Due to varying economic thoughts, there is no single definition of good governance. In common usage, governance is a working process of a government. According to the UN, good governance is consensus oriented, participatory, follows the rule of law, effective, efficient, accountable, transparent, responsive, equitable and inclusive.
Bad governance is a critical constraint to economic development. The issues of governance are deep seated and carry multi-faceted factors. The broad parameters originating upheavals in the country are over-population, poverty both in relative and absolute terms, corruption, ‘centralization syndrome’, political interference, financial indiscipline, inequitable administration of justice, discarded style of governance, low public and private sectors investment on education and other sectors of development. Given the hosts of problems, sound initiatives are required in creating good institutions.

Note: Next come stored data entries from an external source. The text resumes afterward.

use thiserror::Error;

/// Classifies why a raw name could not be normalized, for programmatic matching.
#[derive(Debug, Clone, Copy, PartialEq, Eq)]
pub enum InvalidNameKind {
    /// Nothing left after trimming and removing the trailing dot
    EmptyName,
    /// Name starts with `.`
    LeadingDot,
    /// Name contains `://`, i.e. a URL was passed instead of a host
    ContainsScheme,
}

impl InvalidNameKind {
    fn describe(&self) -> &'static str {
        match self {
            InvalidNameKind::EmptyName => "name is blank",
            InvalidNameKind::LeadingDot => "name starts with a dot",
            InvalidNameKind::ContainsScheme => "name contains a scheme",
        }
    }
}

/// PSL engine error types
#[derive(Error, Debug)]
pub enum PslError {
    #[error("Invalid name `{name}`: {}", .kind.describe())]
    NameInvalid { name: String, kind: InvalidNameKind },

    #[error("`{name}` is a public suffix and not allowed as a domain")]
    NameNotAllowed { name: String },

    #[error("`{name}` has no matching suffix rule")]
    UnlistedSuffix { name: String },

    #[error("Invalid rule: {0}")]
    InvalidRule(String),

    #[error("Parse error at line {line}: {message}")]
    ParseErrorAtLine { line: usize, message: String },

    #[error("IO error: {0}")]
    IoError(#[from] std::io::Error),
}

impl PslError {
    /// The normalization failure kind, if this is a `NameInvalid` error.
    pub fn invalid_name_kind(&self) -> Option<InvalidNameKind> {
        match self {
            PslError::NameInvalid { kind, .. } => Some(*kind),
            _ => None,
        }
    }
}

pub type Result<T> = std::result::Result<T, PslError>;
use crate::error::{PslError, Result};
use crate::rule::Rule;
use crate::types::{DecomposedDomain, NormalizedName};

/// Split a normalized name at the boundary given by its prevailing rule.
///
/// Fails with `NameNotAllowed` when nothing registrable is left below the
/// suffix, i.e. the name is itself a public suffix.
///
/// Labels are not validated, so empty labels pass through as empty
/// strings: `foo..` normalizes to `foo.` and splits into `sld = "foo"`
/// with an empty `tld` under the default rule.
pub fn decompose(name: &NormalizedName, rule: &Rule) -> Result<DecomposedDomain> {
    let split = rule.decompose(name.as_str());

    let (tld, remainder) = match (split.suffix, split.remainder) {
        (Some(suffix), Some(remainder)) => (suffix, remainder),
        _ => {
            return Err(PslError::NameNotAllowed {
                name: name.as_str().to_string(),
            })
        }
    };

    let (trd, sld) = match remainder.rsplit_once('.') {
        Some((trd, sld)) => (Some(trd.to_string()), sld),
        None => (None, remainder),
    };

    Ok(DecomposedDomain {
        tld: tld.to_string(),
        sld: Some(sld.to_string()),
        trd,
    })
}
//! Suffix rules.
//!
//! A rule is one line of a Public Suffix List: `com`, `*.ck` or `!www.ck`.
//! Rules store their labels root-most first so that matching a name is a
//! plain prefix comparison against the name's reversed labels.

use std::fmt;

use once_cell::sync::Lazy;
use regex::Regex;

use crate::error::{PslError, Result};

/// Rule syntax: optional `*.` or `!` marker followed by one or more
/// non-empty labels free of `*`, `!` and whitespace.
static RULE_PATTERN: Lazy<Regex> = Lazy::new(|| {
    Regex::new(r"^(\*\.|!)?([^.*!\s]+(?:\.[^.*!\s]+)*)$")
        .expect("RULE_PATTERN: hardcoded regex is invalid")
});

/// The implicit `*` rule used when no listed rule matches.
static DEFAULT_RULE: Lazy<Rule> = Lazy::new(|| Rule {
    kind: RuleKind::Wildcard,
    definition: "*".to_string(),
    value: String::new(),
    labels: Vec::new(),
    section: Section::Icann,
});

/// Rule type, fixed by the rule's leading characters
#[derive(Debug, Clone, Copy, PartialEq, Eq, Hash)]
#[cfg_attr(feature = "serde", derive(serde::Serialize, serde::Deserialize))]
#[cfg_attr(feature = "serde", serde(rename_all = "lowercase"))]
pub enum RuleKind {
    /// `co.uk`: the listed labels are the suffix
    Normal,
    /// `*.ck`: any single label under the listed labels is a suffix
    Wildcard,
    /// `!www.ck`: carves a registrable name out of a wildcard
    Exception,
}

/// PSL section a rule was read from
#[derive(Debug, Clone, Copy, PartialEq, Eq, Hash, Default)]
#[cfg_attr(feature = "serde", derive(serde::Serialize, serde::Deserialize))]
#[cfg_attr(feature = "serde", serde(rename_all = "lowercase"))]
pub enum Section {
    /// Delegations made by ICANN registries
    #[default]
    Icann,
    /// Suffixes submitted by private parties (`github.io`, `blogspot.com`)
    Private,
}

/// Result of splitting a name at a rule's suffix boundary.
#[derive(Debug, Clone, Copy, PartialEq, Eq)]
pub struct Split<'a> {
    /// Labels before the suffix, `None` when the suffix is the whole name
    pub remainder: Option<&'a str>,
    /// The matched suffix, `None` when the name is too short to fill it
    pub suffix: Option<&'a str>,
}

/// A single public suffix rule
#[derive(Debug, Clone, PartialEq, Eq, Hash)]
pub struct Rule {
    kind: RuleKind,
    definition: String,
    value: String,
    /// Labels of `value`, root-most first
    labels: Vec<String>,
    section: Section,
}

impl Rule {
    /// Parse a rule definition into an ICANN-section rule.
    pub fn parse(definition: &str) -> Result<Self> {
        Self::parse_in(definition, Section::Icann)
    }

    /// Parse a rule definition read from the given section.
    pub fn parse_in(definition: &str, section: Section) -> Result<Self> {
        let definition = definition.trim().to_lowercase();

        let captures = RULE_PATTERN
            .captures(&definition)
            .ok_or_else(|| PslError::InvalidRule(format!("malformed rule `{}`", definition)))?;

        let kind = match captures.get(1).map(|m| m.as_str()) {
            Some("*.") => RuleKind::Wildcard,
            Some(_) => RuleKind::Exception,
            None => RuleKind::Normal,
        };
        let value = captures[2].to_string();

        if kind == RuleKind::Exception && !value.contains('.') {
            return Err(PslError::InvalidRule(format!(
                "exception rule `{}` needs at least two labels",
                definition
            )));
        }

        let labels = value.rsplit('.').map(str::to_string).collect();

        Ok(Self {
            kind,
            definition,
            value,
            labels,
            section,
        })
    }

    /// The implicit `*` rule: treats the last label of any name as its suffix.
    pub fn default_rule() -> &'static Rule {
        &DEFAULT_RULE
    }

    /// Rule type
    pub fn kind(&self) -> RuleKind {
        self.kind
    }

    /// Original rule text (lowercased)
    pub fn definition(&self) -> &str {
        &self.definition
    }

    /// Definition without its `*.` or `!` marker
    pub fn value(&self) -> &str {
        &self.value
    }

    /// Labels root-most first, e.g. `["uk", "co"]` for `co.uk`
    pub fn labels(&self) -> &[String] {
        &self.labels
    }

    /// Section the rule was read from
    pub fn section(&self) -> Section {
        self.section
    }

    /// Check if the rule comes from the PRIVATE section
    pub fn is_private(&self) -> bool {
        self.section == Section::Private
    }

    /// Check the rule against a name's labels, given root-most first.
    ///
    /// Every label the rule lists must equal the name's label at the same
    /// position. Both sides are compared as-is; callers lowercase names.
    pub fn matches<S: AsRef<str>>(&self, labels: &[S]) -> bool {
        labels.len() >= self.labels.len()
            && self
                .labels
                .iter()
                .zip(labels)
                .all(|(rule, label)| rule == label.as_ref())
    }

    /// Number of name labels the rule accounts for when ranking matches.
    /// The wildcard label counts even though it is not written out.
    pub fn length(&self) -> usize {
        match self.kind {
            RuleKind::Normal | RuleKind::Exception => self.labels.len(),
            RuleKind::Wildcard => self.labels.len() + 1,
        }
    }

    /// Split `name` into the labels before the suffix and the suffix itself.
    ///
    /// Only meaningful for names this rule [`matches`](Self::matches).
    pub fn decompose<'a>(&self, name: &'a str) -> Split<'a> {
        let suffix_labels = match self.kind {
            RuleKind::Normal => self.labels.len(),
            RuleKind::Wildcard => self.labels.len() + 1,
            // The leftmost label of an exception belongs to the registrable part
            RuleKind::Exception => self.labels.len().saturating_sub(1),
        };
        split_trailing_labels(name, suffix_labels)
    }
}

impl fmt::Display for Rule {
    fn fmt(&self, f: &mut fmt::Formatter<'_>) -> fmt::Result {
        f.write_str(&self.definition)
    }
}

/// Split off the last `count` labels of `name`.
fn split_trailing_labels(name: &str, count: usize) -> Split<'_> {
    const NO_SUFFIX: Split<'static> = Split {
        remainder: None,
        suffix: None,
    };

    if count == 0 {
        return NO_SUFFIX;
    }

    match name.rmatch_indices('.').nth(count - 1) {
        Some((pos, _)) => Split {
            remainder: Some(&name[..pos]),
            suffix: Some(&name[pos + 1..]),
        },
        None if name.matches('.').count() + 1 == count => Split {
            remainder: None,
            suffix: Some(name),
        },
        None => NO_SUFFIX,
    }
}
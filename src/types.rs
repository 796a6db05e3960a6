use std::fmt;

use crate::rule::Rule;

/// A host name ready for matching: trimmed, lowercased, no trailing dot.
#[derive(Debug, Clone, PartialEq, Eq, Hash)]
pub struct NormalizedName {
    pub(crate) name: String,
    /// Labels root-most first
    pub(crate) labels: Vec<String>,
}

impl NormalizedName {
    /// The normalized name
    pub fn as_str(&self) -> &str {
        &self.name
    }

    /// Labels root-most first, e.g. `["com", "google", "www"]`
    pub fn labels(&self) -> &[String] {
        &self.labels
    }

    /// Consume into the normalized name
    pub fn into_string(self) -> String {
        self.name
    }
}

impl AsRef<str> for NormalizedName {
    fn as_ref(&self) -> &str {
        &self.name
    }
}

impl fmt::Display for NormalizedName {
    fn fmt(&self, f: &mut fmt::Formatter<'_>) -> fmt::Result {
        f.write_str(&self.name)
    }
}

/// A domain name split at its public suffix.
///
/// `www.google.co.uk` becomes `trd = "www"`, `sld = "google"`,
/// `tld = "co.uk"`. Joining the present parts with dots gives back the
/// normalized name. Empty labels in the name stay empty here, so a name
/// ending in an empty label has an empty `tld`.
#[derive(Debug, Clone, PartialEq, Eq, Hash)]
#[cfg_attr(feature = "serde", derive(serde::Serialize, serde::Deserialize))]
pub struct DecomposedDomain {
    /// Public suffix, possibly several labels
    pub tld: String,
    /// Registrable label directly below the suffix
    pub sld: Option<String>,
    /// Remaining subdomain labels
    pub trd: Option<String>,
}

impl DecomposedDomain {
    /// Create a decomposed domain from its parts
    pub fn new(tld: impl Into<String>, sld: Option<String>, trd: Option<String>) -> Self {
        Self {
            tld: tld.into(),
            sld,
            trd,
        }
    }

    /// Registrable domain (`sld.tld`), if there is a registrable label
    pub fn domain(&self) -> Option<String> {
        self.sld.as_ref().map(|sld| format!("{}.{}", sld, self.tld))
    }

    /// Full subdomain (`trd.sld.tld`), if there is one
    pub fn subdomain(&self) -> Option<String> {
        match (&self.trd, &self.sld) {
            (Some(trd), Some(sld)) => Some(format!("{}.{}.{}", trd, sld, self.tld)),
            _ => None,
        }
    }

    /// True for a registrable domain without subdomain labels
    pub fn is_domain(&self) -> bool {
        self.sld.is_some() && self.trd.is_none()
    }

    /// True for a registrable domain with subdomain labels
    pub fn is_subdomain(&self) -> bool {
        self.sld.is_some() && self.trd.is_some()
    }
}

impl fmt::Display for DecomposedDomain {
    fn fmt(&self, f: &mut fmt::Formatter<'_>) -> fmt::Result {
        if let Some(trd) = &self.trd {
            write!(f, "{}.", trd)?;
        }
        if let Some(sld) = &self.sld {
            write!(f, "{}.", sld)?;
        }
        f.write_str(&self.tld)
    }
}

/// Per-lookup options
#[derive(Debug, Clone)]
pub struct LookupOptions {
    /// Skip rules from the PRIVATE section of the list
    pub ignore_private: bool,
    /// Rule used when nothing in the list matches, applied only to names
    /// it matches itself; `None` makes unlisted suffixes an error
    pub default_rule: Option<Rule>,
}

impl Default for LookupOptions {
    fn default() -> Self {
        Self {
            ignore_private: false,
            default_rule: Some(Rule::default_rule().clone()),
        }
    }
}

impl LookupOptions {
    /// Create new lookup options.
    pub fn new() -> Self {
        Self::default()
    }

    /// Ignore PRIVATE section rules.
    pub fn with_ignore_private(mut self, ignore: bool) -> Self {
        self.ignore_private = ignore;
        self
    }

    /// Set the fallback rule, or disable the fallback with `None`.
    pub fn with_default_rule(mut self, rule: Option<Rule>) -> Self {
        self.default_rule = rule;
        self
    }
}
use crate::rule::{Rule, RuleKind};

/// Pick the prevailing rule among matching candidates.
///
/// Any exception beats every non-exception rule. Otherwise the rule with
/// the greatest [`Rule::length`] wins; on equal length the first candidate
/// wins, so candidates must arrive in load order for stable results.
/// Returns `None` for no candidates; the caller applies its default rule.
pub fn select<'a>(candidates: impl IntoIterator<Item = &'a Rule>) -> Option<&'a Rule> {
    let mut best: Option<&Rule> = None;
    let mut best_exception: Option<&Rule> = None;

    for rule in candidates {
        let slot = if rule.kind() == RuleKind::Exception {
            &mut best_exception
        } else {
            &mut best
        };
        if slot.map_or(true, |current| rule.length() > current.length()) {
            *slot = Some(rule);
        }
    }

    best_exception.or(best)
}
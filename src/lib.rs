//! PSL Engine - Public Suffix List domain parsing for Rust
//!
//! This library splits host names at their public suffix:
//! - Rule parsing from Public Suffix List text (ICANN and PRIVATE sections)
//! - Longest-match rule selection with wildcard and exception rules
//! - Decomposition into suffix (`tld`), registrable label (`sld`) and
//!   subdomain (`trd`)
//! - A process-wide default list, replaceable at runtime
//! - LRU caching for repeated lookups
//!
//! # Example
//!
//! ```rust
//! use psl_engine_r::{parse, registrable_domain};
//!
//! let domain = parse("www.google.co.uk").unwrap();
//! assert_eq!(domain.tld, "co.uk");
//! assert_eq!(domain.sld.as_deref(), Some("google"));
//! assert_eq!(domain.trd.as_deref(), Some("www"));
//!
//! assert_eq!(registrable_domain("mail.google.com").as_deref(), Some("google.com"));
//! assert!(parse("co.uk").is_err()); // a bare public suffix
//! ```
//!
//! # Custom lists
//!
//! ```rust
//! use psl_engine_r::SuffixList;
//!
//! let list = SuffixList::from_text("com\nuk\nco.uk\n*.ke").unwrap();
//! assert_eq!(list.parse("foo.google.co.uk").unwrap().trd.as_deref(), Some("foo"));
//! assert!(!list.is_valid("nic.ke"));
//! ```
//!
//! # Rule Syntax
//!
//! | Rule | Example | Meaning |
//! |------|---------|---------|
//! | Normal | `co.uk` | `co.uk` is a public suffix |
//! | Wildcard | `*.ck` | every label under `ck` is a public suffix |
//! | Exception | `!www.ck` | `www.ck` is registrable despite `*.ck` |
//!
//! Names no rule matches fall back to the implicit `*` rule: their last
//! label is the suffix.

pub mod cache;
pub mod decomposer;
pub mod error;
pub mod list;
pub mod normalizer;
pub mod parser;
pub mod rule;
pub mod types;

// Re-export commonly used items
pub use cache::{CachedSuffixList, DEFAULT_CACHE_SIZE};
pub use error::{InvalidNameKind, PslError, Result};
pub use list::{builtin_list, default_list, reset_default_list, set_default_list, SuffixList};
pub use normalizer::normalize;
pub use parser::{parse_rules, parse_rules_from_file};
pub use rule::{Rule, RuleKind, Section, Split};
pub use types::{DecomposedDomain, LookupOptions, NormalizedName};

/// Split a host name using the default list.
pub fn parse(raw: &str) -> Result<DecomposedDomain> {
    default_list().parse(raw)
}

/// [`parse`] with explicit lookup options.
pub fn parse_with(raw: &str, options: &LookupOptions) -> Result<DecomposedDomain> {
    default_list().parse_with(raw, options)
}

/// Check whether `raw` has a registrable part under the default list.
pub fn is_valid(raw: &str) -> bool {
    default_list().is_valid(raw)
}

/// Registrable domain of `raw` under the default list.
pub fn registrable_domain(raw: &str) -> Option<String> {
    default_list().registrable_domain(raw)
}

Decentralisation is a powerful weapon to fight with the problem of governance and overcome regional disparaties. As real democracy has not yet taken the roots in the political spectrum, the problem of centralization still persists, which is creating a weaker system of check and balance at the local levels and leading to red-tapism. To overcome the problem, there must be a high degree of autonomy to the district governments to pool their resources and plan policies and programme through a consultative process. The system of local government following the bottom-up approach was introduced in the country from time to time, but due to lack of political sagacity, it was overturned to its original centralized mode, after wasting billions of public funds to serve the interests of elities.
The public Institutions can work efficiently when their authorities and responsibilities are clearly defined and no institution is allowed to interfere into the affairs of other institution. Nevertheless, employees should be continuously trained and motivated to upgrade the institutional efficiency.